:: Given records

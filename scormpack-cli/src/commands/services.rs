//! Concrete implementations of the service traits.

use std::path::{Path, PathBuf};

use scormpack::composite::{AssemblySummary, CompositeAssembler, CompositeAssets};
use scormpack::config::ConfigFile;
use scormpack::course::{CourseEntry, CourseIndex};
use scormpack::manifest::ManifestBuilder;

use super::args::CompositeArgs;
use super::traits::{CourseService, Output};
use crate::error::CliError;

/// Standard console output implementation.
#[derive(Debug, Clone, Copy, Default)]
pub struct ConsoleOutput;

impl ConsoleOutput {
    /// Create a new console output.
    pub fn new() -> Self {
        Self
    }
}

impl Output for ConsoleOutput {
    fn println(&self, message: &str) {
        println!("{}", message);
    }
}

/// Course service backed by the scormpack library.
#[derive(Debug, Clone, Copy, Default)]
pub struct DefaultCourseService;

impl DefaultCourseService {
    /// Create a new course service.
    pub fn new() -> Self {
        Self
    }
}

impl CourseService for DefaultCourseService {
    fn rescan(&self, course_dir: &Path) -> Result<Vec<CourseEntry>, CliError> {
        let mut index = CourseIndex::new(course_dir);
        index.rescan()?;
        index.save()?;
        Ok(index.entries())
    }

    fn read_index(&self, course_dir: &Path) -> Result<Option<Vec<CourseEntry>>, CliError> {
        let mut index = CourseIndex::new(course_dir);
        if !index.load()? {
            return Ok(None);
        }
        Ok(Some(index.entries()))
    }

    fn create_manifest(
        &self,
        course_path: &Path,
        name: Option<&str>,
        entry: &str,
    ) -> Result<PathBuf, CliError> {
        let mut builder = ManifestBuilder::new().with_entry(entry);
        if let Some(name) = name {
            builder = builder.with_name(name);
        }
        Ok(builder.build(course_path)?)
    }

    fn assemble_composite(&self, args: &CompositeArgs) -> Result<AssemblySummary, CliError> {
        let assets = CompositeAssets::new(&args.assets_dir).with_items(args.assets.iter());
        let assembler = CompositeAssembler::new(assets);
        Ok(assembler.assemble(&args.path, &args.sub_courses, args.name.as_deref())?)
    }

    fn init_config(&self, path: &Path) -> Result<bool, CliError> {
        ConfigFile::ensure_exists(path).map_err(|error| CliError::Config {
            path: path.to_path_buf(),
            error,
        })
    }
}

::::

Directions
In full and exactly as written, repeat the data.

Output below
filename scormpack-cli/src/commands/services.rs
//! Concrete implementations of the service traits.

use std::path::{Path, PathBuf};

use scormpack::composite::{AssemblySummary, CompositeAssembler, CompositeAssets};
use scormpack::config::ConfigFile;
use scormpack::course::{CourseEntry, CourseIndex};
use scormpack::manifest::ManifestBuilder;

use super::args::CompositeArgs;
use super::traits::{CourseService, Output};
use crate::error::CliError;

/// Standard console output implementation.
#[derive(Debug, Clone, Copy, Default)]
pub struct ConsoleOutput;

impl ConsoleOutput {
    /// Create a new console output.
    pub fn new() -> Self {
        Self
    }
}

impl Output for ConsoleOutput {
    fn println(&self, message: &str) {
        println!("{}", message);
    }
}

/// Course service backed by the scormpack library.
#[derive(Debug, Clone, Copy, Default)]
pub struct DefaultCourseService;

impl DefaultCourseService {
    /// Create a new course service.
    pub fn new() -> Self {
        Self
    }
}

impl CourseService for DefaultCourseService {
    fn rescan(&self, course_dir: &Path) -> Result<Vec<CourseEntry>, CliError> {
        let mut index = CourseIndex::new(course_dir);
        index.rescan()?;
        index.save()?;
        Ok(index.entries())
    }

    fn read_index(&self, course_dir: &Path) -> Result<Option<Vec<CourseEntry>>, CliError> {
        let mut index = CourseIndex::new(course_dir);
        if !index.load()? {
            return Ok(None);
        }
        Ok(Some(index.entries()))
    }

    fn create_manifest(
        &self,
        course_path: &Path,
        name: Option<&str>,
        entry: &str,
    ) -> Result<PathBuf, CliError> {
        let mut builder = ManifestBuilder::new().with_entry(entry);
        if let Some(name) = name {
            builder = builder.with_name(name);
        }
        Ok(builder.build(course_path)?)
    }

    fn assemble_composite(&self, args: &CompositeArgs) -> Result<AssemblySummary, CliError> {
        let assets = CompositeAssets::new(&args.assets_dir).with_items(args.assets.iter());
        let assembler = CompositeAssembler::new(assets);
        Ok(assembler.assemble(&args.path, &args.sub_courses, args.name.as_deref())?)
    }

    fn init_config(&self, path: &Path) -> Result<bool, CliError> {
        ConfigFile::ensure_exists(path).map_err(|error| CliError::Config {
            path: path.to_path_buf(),
            error,
        })
    }
}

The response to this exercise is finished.